___ MATERIALS PROVIDED

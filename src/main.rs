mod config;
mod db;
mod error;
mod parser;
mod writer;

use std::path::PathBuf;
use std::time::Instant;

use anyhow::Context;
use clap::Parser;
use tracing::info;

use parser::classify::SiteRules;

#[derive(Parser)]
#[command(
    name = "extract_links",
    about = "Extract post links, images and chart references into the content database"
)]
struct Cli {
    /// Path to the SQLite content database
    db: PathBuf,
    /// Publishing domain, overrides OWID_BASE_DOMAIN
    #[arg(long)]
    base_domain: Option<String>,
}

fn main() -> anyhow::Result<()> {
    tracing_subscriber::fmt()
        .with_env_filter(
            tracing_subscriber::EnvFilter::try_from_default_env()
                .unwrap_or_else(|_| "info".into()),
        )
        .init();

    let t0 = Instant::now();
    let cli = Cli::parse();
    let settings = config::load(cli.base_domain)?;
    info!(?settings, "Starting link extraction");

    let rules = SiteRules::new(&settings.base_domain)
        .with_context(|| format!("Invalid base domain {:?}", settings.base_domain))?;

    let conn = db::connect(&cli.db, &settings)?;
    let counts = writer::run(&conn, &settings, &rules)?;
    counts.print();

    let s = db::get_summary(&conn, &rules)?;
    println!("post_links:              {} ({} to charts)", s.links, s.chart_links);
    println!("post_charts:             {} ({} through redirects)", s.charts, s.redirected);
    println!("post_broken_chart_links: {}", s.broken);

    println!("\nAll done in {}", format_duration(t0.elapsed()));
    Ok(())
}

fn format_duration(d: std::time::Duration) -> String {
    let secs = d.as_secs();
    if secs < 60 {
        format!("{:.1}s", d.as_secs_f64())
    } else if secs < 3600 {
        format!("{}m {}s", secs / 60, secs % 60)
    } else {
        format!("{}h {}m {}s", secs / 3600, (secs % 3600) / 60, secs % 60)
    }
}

______

• YOUR ASSIGNMENT
Exactly as written, transcribe each line of the data.

• SOLVED EXERCISE
filename src/main.rs
mod config;
mod db;
mod error;
mod parser;
mod writer;

use std::path::PathBuf;
use std::time::Instant;

use anyhow::Context;
use clap::Parser;
use tracing::info;

use parser::classify::SiteRules;

#[derive(Parser)]
#[command(
    name = "extract_links",
    about = "Extract post links, images and chart references into the content database"
)]
struct Cli {
    /// Path to the SQLite content database
    db: PathBuf,
    /// Publishing domain, overrides OWID_BASE_DOMAIN
    #[arg(long)]
    base_domain: Option<String>,
}

fn main() -> anyhow::Result<()> {
    tracing_subscriber::fmt()
        .with_env_filter(
            tracing_subscriber::EnvFilter::try_from_default_env()
                .unwrap_or_else(|_| "info".into()),
        )
        .init();

    let t0 = Instant::now();
    let cli = Cli::parse();
    let settings = config::load(cli.base_domain)?;
    info!(?settings, "Starting link extraction");

    let rules = SiteRules::new(&settings.base_domain)
        .with_context(|| format!("Invalid base domain {:?}", settings.base_domain))?;

    let conn = db::connect(&cli.db, &settings)?;
    let counts = writer::run(&conn, &settings, &rules)?;
    counts.print();

    let s = db::get_summary(&conn, &rules)?;
    println!("post_links:              {} ({} to charts)", s.links, s.chart_links);
    println!("post_charts:             {} ({} through redirects)", s.charts, s.redirected);
    println!("post_broken_chart_links: {}", s.broken);

    println!("\nAll done in {}", format_duration(t0.elapsed()));
    Ok(())
}

fn format_duration(d: std::time::Duration) -> String {
    let secs = d.as_secs();
    if secs < 60 {
        format!("{:.1}s", d.as_secs_f64())
    } else if secs < 3600 {
        format!("{}m {}s", secs / 60, secs % 60)
    } else {
        format!("{}h {}m {}s", secs / 3600, (secs % 3600) / 60, secs % 60)
    }
}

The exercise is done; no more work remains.